What you need to do: Below are the records; copy every line in them that holds the string "matches".

Provided data:
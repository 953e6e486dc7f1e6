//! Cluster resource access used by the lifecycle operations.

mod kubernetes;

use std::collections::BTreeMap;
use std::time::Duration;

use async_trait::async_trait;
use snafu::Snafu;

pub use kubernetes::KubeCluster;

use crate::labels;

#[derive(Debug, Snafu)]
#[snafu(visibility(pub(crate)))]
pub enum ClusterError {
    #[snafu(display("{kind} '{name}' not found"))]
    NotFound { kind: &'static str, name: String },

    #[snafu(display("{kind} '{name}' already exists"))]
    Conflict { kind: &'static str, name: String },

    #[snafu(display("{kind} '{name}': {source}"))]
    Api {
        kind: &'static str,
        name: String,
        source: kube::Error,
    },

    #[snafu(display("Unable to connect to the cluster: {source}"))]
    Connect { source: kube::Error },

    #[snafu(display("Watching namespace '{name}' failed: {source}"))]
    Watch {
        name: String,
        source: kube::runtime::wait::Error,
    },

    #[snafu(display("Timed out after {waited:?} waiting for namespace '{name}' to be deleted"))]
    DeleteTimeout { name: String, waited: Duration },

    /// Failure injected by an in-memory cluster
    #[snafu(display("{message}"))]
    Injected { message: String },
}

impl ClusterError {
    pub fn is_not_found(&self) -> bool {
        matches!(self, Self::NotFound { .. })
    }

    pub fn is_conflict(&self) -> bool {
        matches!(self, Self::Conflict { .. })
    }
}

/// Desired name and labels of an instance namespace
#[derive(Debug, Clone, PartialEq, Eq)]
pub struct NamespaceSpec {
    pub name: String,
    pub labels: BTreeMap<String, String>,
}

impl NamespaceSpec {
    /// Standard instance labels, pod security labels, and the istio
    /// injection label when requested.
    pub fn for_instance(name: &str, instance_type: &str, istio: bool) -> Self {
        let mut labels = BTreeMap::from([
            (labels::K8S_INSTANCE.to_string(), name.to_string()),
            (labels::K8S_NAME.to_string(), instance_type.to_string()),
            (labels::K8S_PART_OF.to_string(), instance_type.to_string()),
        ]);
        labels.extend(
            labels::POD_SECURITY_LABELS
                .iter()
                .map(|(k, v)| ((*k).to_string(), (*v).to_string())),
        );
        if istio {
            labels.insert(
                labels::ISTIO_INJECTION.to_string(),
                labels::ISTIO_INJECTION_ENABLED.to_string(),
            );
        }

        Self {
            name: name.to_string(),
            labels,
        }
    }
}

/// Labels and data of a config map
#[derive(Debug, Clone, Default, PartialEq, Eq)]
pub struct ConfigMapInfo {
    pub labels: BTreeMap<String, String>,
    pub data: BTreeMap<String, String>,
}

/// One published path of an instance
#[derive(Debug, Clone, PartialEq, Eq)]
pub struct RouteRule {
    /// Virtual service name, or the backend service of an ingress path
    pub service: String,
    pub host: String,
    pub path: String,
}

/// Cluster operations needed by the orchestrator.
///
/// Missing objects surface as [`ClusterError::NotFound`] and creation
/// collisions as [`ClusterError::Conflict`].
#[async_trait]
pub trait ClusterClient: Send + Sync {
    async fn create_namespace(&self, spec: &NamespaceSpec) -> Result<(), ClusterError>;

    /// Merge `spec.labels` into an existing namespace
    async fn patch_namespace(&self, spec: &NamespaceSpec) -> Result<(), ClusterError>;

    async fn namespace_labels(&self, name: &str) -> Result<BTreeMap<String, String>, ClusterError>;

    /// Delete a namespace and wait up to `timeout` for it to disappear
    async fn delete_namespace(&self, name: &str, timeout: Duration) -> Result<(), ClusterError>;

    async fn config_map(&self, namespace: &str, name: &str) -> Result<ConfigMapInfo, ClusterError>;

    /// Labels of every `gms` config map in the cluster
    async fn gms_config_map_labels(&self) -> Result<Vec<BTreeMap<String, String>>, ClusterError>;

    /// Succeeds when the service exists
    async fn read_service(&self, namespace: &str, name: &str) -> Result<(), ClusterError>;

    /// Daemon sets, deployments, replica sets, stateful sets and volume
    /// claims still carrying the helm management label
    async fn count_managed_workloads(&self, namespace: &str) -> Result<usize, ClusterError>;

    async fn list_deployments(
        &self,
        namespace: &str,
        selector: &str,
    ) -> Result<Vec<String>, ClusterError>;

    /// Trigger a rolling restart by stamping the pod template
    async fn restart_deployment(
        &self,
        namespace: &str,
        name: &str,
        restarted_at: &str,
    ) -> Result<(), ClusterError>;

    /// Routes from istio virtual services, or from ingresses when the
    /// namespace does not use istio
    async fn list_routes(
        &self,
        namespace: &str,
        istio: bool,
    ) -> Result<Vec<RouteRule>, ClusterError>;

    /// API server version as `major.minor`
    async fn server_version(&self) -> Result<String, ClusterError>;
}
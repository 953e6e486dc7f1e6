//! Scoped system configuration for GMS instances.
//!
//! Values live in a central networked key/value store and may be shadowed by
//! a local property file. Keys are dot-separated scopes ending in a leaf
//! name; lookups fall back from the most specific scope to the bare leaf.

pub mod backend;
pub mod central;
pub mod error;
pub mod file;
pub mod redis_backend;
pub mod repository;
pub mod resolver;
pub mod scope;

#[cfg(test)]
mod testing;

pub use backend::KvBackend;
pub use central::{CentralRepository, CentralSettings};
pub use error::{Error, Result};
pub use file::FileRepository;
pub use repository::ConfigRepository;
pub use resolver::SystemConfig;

Written solution:
        matches!(self, Self::NotFound { .. })
        matches!(self, Self::Conflict { .. })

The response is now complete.